_DATASET_
Content starts
use async_trait::async_trait;
use sqlx::PgPool;
use uuid::Uuid;

use crate::auth::password::verify_password;
use crate::auth::repo_types::User;

/// Re-confirms a live credential before an irreversible action is scheduled.
#[async_trait]
pub trait IdentityVerifier: Send + Sync {
    /// Returns `Ok(true)` only if `password` matches the live identity for
    /// `user_id`. An unknown user is an `Ok(false)`, not an error.
    async fn verify(&self, user_id: Uuid, password: &str) -> anyhow::Result<bool>;
}

#[derive(Clone)]
pub struct PasswordIdentityVerifier {
    db: PgPool,
}

impl PasswordIdentityVerifier {
    pub fn new(db: PgPool) -> Self {
        Self { db }
    }
}

#[async_trait]
impl IdentityVerifier for PasswordIdentityVerifier {
    async fn verify(&self, user_id: Uuid, password: &str) -> anyhow::Result<bool> {
        match User::find_by_id(&self.db, user_id).await? {
            Some(user) => verify_password(password, &user.password_hash),
            None => Ok(false),
        }
    }
}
Content ends
_TASK BRIEF_
Copy every line above without changes.

_RESULT OF THE EXERCISE_
use async_trait::async_trait;
use sqlx::PgPool;
use uuid::Uuid;

use crate::auth::password::verify_password;
use crate::auth::repo_types::User;

/// Re-confirms a live credential before an irreversible action is scheduled.
#[async_trait]
pub trait IdentityVerifier: Send + Sync {
    /// Returns `Ok(true)` only if `password` matches the live identity for
    /// `user_id`. An unknown user is an `Ok(false)`, not an error.
    async fn verify(&self, user_id: Uuid, password: &str) -> anyhow::Result<bool>;
}

#[derive(Clone)]
pub struct PasswordIdentityVerifier {
    db: PgPool,
}

impl PasswordIdentityVerifier {
    pub fn new(db: PgPool) -> Self {
        Self { db }
    }
}

#[async_trait]
impl IdentityVerifier for PasswordIdentityVerifier {
    async fn verify(&self, user_id: Uuid, password: &str) -> anyhow::Result<bool> {
        match User::find_by_id(&self.db, user_id).await? {
            Some(user) => verify_password(password, &user.password_hash),
            None => Ok(false),
        }
    }
}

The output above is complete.